POTUS vs. Trolley (Spoiler: Trolley Wins)

by Rakashi Chand, Reading Room Supervisor

The campaign trail is heating up and the candidates are crisscrossing the country trying to win over voters. During a similar moment in history the elected Vice President suddenly had to step in as POTUS. On the subsequent campaign trail, he was almost killed in a 20mph collision with a trolley. The bizarre incident can be found in the Papers of Winthrop Murray Crane at the MHS.

After McKinley’s assassination on 14 September 1901, the nation reeled, and 42-year-old Theodore Roosevelt suddenly became President of the United States. Roosevelt hit the campaign trail in 1902 to win over the nation as President and campaign for his party platform before the congressional elections.

Color photograph of a blue ink typed letter with some black ink handwritten corrections and signature of Theodore Roosevelt.
“How early of a bird are you!” Roosevelt writes to Crane in preparing for their campaign tour. Winthrop Murray Crane Papers

Roosevelt arrived in Bangor, Maine on August 27th with an entourage of more than fifty newspaper reporters, photographers, telegraphers, politicians and secret servicemen. He made his way through Vermont and crossed into Mass. where he met Sen. Henry Cabot Lodge. In Springfield Mass., Roosevelt delivered a speech defending America’s actions in the Philippines, specifically targeted to persuade the Mass. opponents of those actions. On the morning of September 3rd, Roosevelt gave a ten-minute speech on citizenship in Dalton, and was joined by Mass. Gov. Winthrop Murray Crane as they headed to Pittsfield, Mass.
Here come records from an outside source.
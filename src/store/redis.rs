//! Shared tier — Redis backend
//!
//! Multi-node-visible cache tier. TTL is enforced natively by Redis at
//! write time. Every operation carries a bounded timeout and retry count;
//! a backend that stays unreachable yields `BackendUnavailable` rather
//! than blocking, and callers treat this tier as best-effort.

use std::time::Duration;

use async_trait::async_trait;
use redis::aio::ConnectionManager;
use redis::AsyncCommands;
use tracing::debug;

use super::backend::{TierBackend, TierName};
use super::entry::Entry;
use crate::error::{Error, Result};

/// Redis tier settings.
#[derive(Debug, Clone)]
pub struct RedisTierConfig {
    /// Connection URL, e.g. `redis://127.0.0.1:6379`.
    pub url: String,
    /// Per-operation timeout.
    pub timeout: Duration,
    /// Attempts per operation before reporting the tier unavailable.
    /// The tiered store applies its own shared-tier retry budget, so this
    /// stays at 1 unless the tier is used standalone.
    pub retries: u32,
}

impl RedisTierConfig {
    /// Settings for the given URL with a 2s timeout and a single attempt.
    pub fn new(url: impl Into<String>) -> Self {
        Self {
            url: url.into(),
            timeout: Duration::from_secs(2),
            retries: 1,
        }
    }
}

/// Shared network tier backed by Redis.
pub struct RedisTier {
    manager: ConnectionManager,
    config: RedisTierConfig,
}

impl RedisTier {
    /// Connect to Redis. Fails with `BackendUnavailable` if the initial
    /// connection cannot be established.
    pub async fn connect(config: RedisTierConfig) -> Result<Self> {
        let client = redis::Client::open(config.url.as_str())
            .map_err(|e| Error::unavailable("shared", e.to_string()))?;
        let manager = tokio::time::timeout(config.timeout, ConnectionManager::new(client))
            .await
            .map_err(|_| Error::unavailable("shared", "connection timed out"))?
            .map_err(|e| Error::unavailable("shared", e.to_string()))?;
        debug!(url = %config.url, "connected shared tier");
        Ok(Self { manager, config })
    }

    /// Run `op` with the configured timeout, retrying up to the configured
    /// attempt count.
    async fn with_retries<T, F, Fut>(&self, op: F) -> Result<T>
    where
        F: Fn(ConnectionManager) -> Fut,
        Fut: std::future::Future<Output = redis::RedisResult<T>>,
    {
        let attempts = self.config.retries.max(1);
        let mut last_err = String::new();

        for attempt in 0..attempts {
            match tokio::time::timeout(self.config.timeout, op(self.manager.clone())).await {
                Ok(Ok(value)) => return Ok(value),
                Ok(Err(e)) => last_err = e.to_string(),
                Err(_) => last_err = "operation timed out".to_string(),
            }
            debug!(attempt, error = %last_err, "shared tier operation failed");
        }

        Err(Error::unavailable("shared", last_err))
    }
}

#[async_trait]
impl TierBackend for RedisTier {
    fn name(&self) -> TierName {
        TierName::Shared
    }

    async fn get(&self, key: &str) -> Result<Option<Entry>> {
        let raw: Option<String> = self
            .with_retries(|mut conn| {
                let key = key.to_string();
                async move { conn.get(key).await }
            })
            .await?;

        match raw {
            Some(json) => Ok(Some(serde_json::from_str(&json)?)),
            None => Ok(None),
        }
    }

    async fn set(&self, key: &str, entry: Entry, ttl_seconds: Option<u64>) -> Result<()> {
        // A zero TTL means "written then instantly invisible"; Redis
        // rejects SETEX 0, so drop any stale copy instead.
        if ttl_seconds == Some(0) {
            self.delete(key).await?;
            return Ok(());
        }

        let json = serde_json::to_string(&entry)?;
        self.with_retries(|mut conn| {
            let key = key.to_string();
            let json = json.clone();
            async move {
                match ttl_seconds {
                    Some(ttl) => conn.set_ex::<_, _, ()>(key, json, ttl).await,
                    None => conn.set::<_, _, ()>(key, json).await,
                }
            }
        })
        .await
    }

    async fn delete(&self, key: &str) -> Result<bool> {
        let removed: i64 = self
            .with_retries(|mut conn| {
                let key = key.to_string();
                async move { conn.del(key).await }
            })
            .await?;
        Ok(removed > 0)
    }

    async fn exists(&self, key: &str) -> Result<bool> {
        self.with_retries(|mut conn| {
            let key = key.to_string();
            async move { conn.exists(key).await }
        })
        .await
    }

    async fn keys_matching(&self, prefix: &str) -> Result<Vec<String>> {
        let pattern = format!("{}*", prefix);
        self.with_retries(|mut conn| {
            let pattern = pattern.clone();
            async move { conn.keys(pattern).await }
        })
        .await
    }

    // TTL is native here; the reaper has nothing to purge.
}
Roosevelt’s handsome pullman carriage, the Mayflower, was waiting for him in Stockbridge. Crane and Roosevelt rode in his open carriage to Pittsfield, accompanied by Roosevelt’s secretary, George Cortelyou, and Secret Service Agent William Craig. The four horses were driven by Crane’s friend, Deputy Sheriff David Pratt, with mounted troops on each side. Roosevelt would have had the opportunity to enjoy some Berkshire scenery knowing that the press and the public were becoming more enamored with each speech and stop along the way.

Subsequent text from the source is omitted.